O pai do afirma que a criança ficou sem a supervisão de adultos e se afogou na piscina. PMGO nega a versão

atualizado 08/07/2020 18:51

Reprodução/TV Anhanguera

Na última sexta-feira (3/7), Miguel Tayler Pereira Gualberto, de apenas 1 ano, morreu afogado em casa, em Planaltina de Goiás. A fatalidade ocorreu após o pai da criança ser abordado pela Polícia Militar de Goiás (PMGO) e ser levado pela corporação para a delegacia. Ele era suspeito de ter cometido um roubo.

O pai da criança afirma que o menino ficou sozinho, apenas com os outros dois irmãos menores, de 3 e 6 anos. A PMGO nega a versão e afirma que havia outros dois adultos no local. O caso está sendo investigado pela Polícia Civil do estado.

Jonas Pereira Gualberto, pai do bebê, relatou que cuidava sozinho de Miguel e dos outros filhos quando a polícia o abordou em sua residência. Segundo ele, a mulher tinha ido ao supermercado.

Ao chegar à delegacia, Jonas não teria sido reconhecido pela vítima do roubo e foi liberado. No entanto, antes de retornar para casa, recebeu um telefonema da irmã de que o filho havia morrido afogado na piscina.

Raifra da Silva, mãe da criança, confirmou que estava no supermercado. Ela tentou salvar o filho, porém sem sucesso. A criança chegou a ser levada ao hospital, mas não resistiu.

Nota da Polícia Militar de Goiás

A corporação conta uma versão diferente.

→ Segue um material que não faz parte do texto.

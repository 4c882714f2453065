//! Player color representation.

/// Represents the two players in chess.
#[derive(Debug, Clone, Copy, PartialEq, Eq, Hash, PartialOrd, Ord)]
#[repr(u8)]
pub enum Color {
    White = 0,
    Black = 1,
}

impl Color {
    /// Both colors, White first.
    pub const ALL: [Color; 2] = [Color::White, Color::Black];

    /// Returns the opposite color.
    #[inline]
    pub const fn opposite(self) -> Self {
        match self {
            Color::White => Color::Black,
            Color::Black => Color::White,
        }
    }

    /// Returns the index (0 for White, 1 for Black).
    #[inline]
    pub const fn index(self) -> usize {
        self as usize
    }

    /// Returns the color owning a FEN letter: uppercase is White.
    #[inline]
    pub const fn from_fen_case(c: char) -> Self {
        if c.is_ascii_uppercase() {
            Color::White
        } else {
            Color::Black
        }
    }
}

impl std::fmt::Display for Color {
    fn fmt(&self, f: &mut std::fmt::Formatter<'_>) -> std::fmt::Result {
        match self {
            Color::White => write!(f, "White"),
            Color::Black => write!(f, "Black"),
        }
    }
}

#[cfg(test)]
mod tests {
    use super::*;

    #[test]
    fn opposite_color() {
        assert_eq!(Color::White.opposite(), Color::Black);
        assert_eq!(Color::Black.opposite(), Color::White);
        assert_eq!(Color::White.opposite().opposite(), Color::White);
    }

    #[test]
    fn color_index() {
        assert_eq!(Color::White.index(), 0);
        assert_eq!(Color::Black.index(), 1);
    }

    #[test]
    fn fen_case() {
        assert_eq!(Color::from_fen_case('K'), Color::White);
        assert_eq!(Color::from_fen_case('p'), Color::Black);
    }

    #[test]
    fn display() {
        assert_eq!(format!("{}", Color::White), "White");
        assert_eq!(format!("{}", Color::Black), "Black");
    }
}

Em nota, a PM afirma que prendeu o homem por suspeita de roubo, mas que havia outros familiares na residência. Confira:

A Polícia Militar do Estado de Goiás informa que ao tomar conhecimento de tal queixa, entrou em contato com o comando de Planaltina, sendo informado que de fato a Polícia Militar realizou a prisão do suspeito pelo crime descrito no artigo 157 do Código Penal (Roubo).

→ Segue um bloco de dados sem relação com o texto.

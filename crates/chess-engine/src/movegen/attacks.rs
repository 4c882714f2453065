//! Attack sets for all piece types.
//!
//! An attack set holds every square a piece could capture on, whether that
//! square is empty, enemy-occupied, or own-occupied. Own-occupied squares
//! count so that a king cannot capture a defended piece.

use crate::{Bitboard, Board, Piece};
use chess_core::vector::{self, ray};
use chess_core::{Color, PieceKind, Square};

/// Computes the squares `piece` attacks on `board`.
pub(crate) fn attacked_squares(board: &Board, piece: &Piece) -> Bitboard {
    let from = piece.square;
    match piece.kind {
        PieceKind::Pawn => pawn_attacks(from, board.forward(piece.color)),
        PieceKind::Knight => knight_attacks(from),
        PieceKind::King => king_attacks(from),
        kind => slider_attacks(board, from, piece.color, kind.ray_vectors()),
    }
}

/// The two forward diagonals of a pawn pushing along `forward`.
pub fn pawn_attacks(from: Square, forward: i8) -> Bitboard {
    step_attacks(from, &[forward - 1, forward + 1])
}

#[inline]
pub fn knight_attacks(from: Square) -> Bitboard {
    step_attacks(from, &vector::KNIGHT)
}

#[inline]
pub fn king_attacks(from: Square) -> Bitboard {
    step_attacks(from, &vector::KING)
}

fn step_attacks(from: Square, vectors: &[i8]) -> Bitboard {
    vectors.iter().filter_map(|&v| from.offset(v)).collect()
}

/// Rays from `from` along `vectors`. Each ray includes the first occupied
/// square and stops there, except that it runs on through the enemy king.
pub fn slider_attacks(board: &Board, from: Square, color: Color, vectors: &[i8]) -> Bitboard {
    let mut attacks = Bitboard::EMPTY;
    for &v in vectors {
        for sq in ray(from, v) {
            attacks.set(sq);
            match board.piece_at(sq) {
                None => {}
                Some(p) if p.kind == PieceKind::King && p.color != color => {}
                Some(_) => break,
            }
        }
    }
    attacks
}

Lamentamos profundamente a morte da criança pelo afogamento, entretanto, diferentemente do que foi descrito pela esposa do detido, no momento da prisão do suspeito estavam presentes na residência familiares, conforme relatado no próprio Registro de Atendimento Integrado, dentre eles a esposa, a irmã e o cunhado, além de seus três filhos.

Mesmo assim, diante desta situação de tamanha comoção, nenhum fato ficará sem a devida e correta apuração, para que não paire duvidas na condução da ocorrência por parte dos policiais nela envolvidos.

O caso está sendo investigado pelo delegado Antônio Humberto Soares. Testemunhas foram intimadas e os policiais militares devem ser ouvidos.